[Dataset content Boundary: Start]
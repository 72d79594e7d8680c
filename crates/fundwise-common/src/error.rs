use thiserror::Error;

#[derive(Debug, Error)]
pub enum FundwiseError {
    #[error("Unknown field code: {0}")]
    UnknownField(String),

    #[error("Missing reference data: {0}")]
    MissingReferenceData(String),

    #[error("Invalid request: {0}")]
    InvalidRequest(String),

    #[error("Artifact validation failed: {}", .0.join("; "))]
    Validation(Vec<String>),

    #[error("I/O error: {0}")]
    Io(#[from] std::io::Error),

    #[error("Serialization error: {0}")]
    Serialization(#[from] serde_json::Error),

    #[error("TOML parse error: {0}")]
    Toml(#[from] toml::de::Error),

    #[error("Configuration error: {0}")]
    Config(String),

    #[error(transparent)]
    Other(#[from] anyhow::Error),
}

impl FundwiseError {
    /// True for errors caused by the caller's input rather than the engine or its data.
    pub fn is_caller_error(&self) -> bool {
        matches!(self, FundwiseError::UnknownField(_) | FundwiseError::InvalidRequest(_))
    }
}

pub type Result<T> = std::result::Result<T, FundwiseError>;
[Dataset content Boundary: End]
▶ [Exercise objective] Restate the records word for word, leaving nothing out.

▶ [Answer]
repository 72d79594e7d8680c
filename crates/fundwise-common/src/error.rs
use thiserror::Error;

#[derive(Debug, Error)]
pub enum FundwiseError {
    #[error("Unknown field code: {0}")]
    UnknownField(String),

    #[error("Missing reference data: {0}")]
    MissingReferenceData(String),

    #[error("Invalid request: {0}")]
    InvalidRequest(String),

    #[error("Artifact validation failed: {}", .0.join("; "))]
    Validation(Vec<String>),

    #[error("I/O error: {0}")]
    Io(#[from] std::io::Error),

    #[error("Serialization error: {0}")]
    Serialization(#[from] serde_json::Error),

    #[error("TOML parse error: {0}")]
    Toml(#[from] toml::de::Error),

    #[error("Configuration error: {0}")]
    Config(String),

    #[error(transparent)]
    Other(#[from] anyhow::Error),
}

impl FundwiseError {
    /// True for errors caused by the caller's input rather than the engine or its data.
    pub fn is_caller_error(&self) -> bool {
        matches!(self, FundwiseError::UnknownField(_) | FundwiseError::InvalidRequest(_))
    }
}

pub type Result<T> = std::result::Result<T, FundwiseError>;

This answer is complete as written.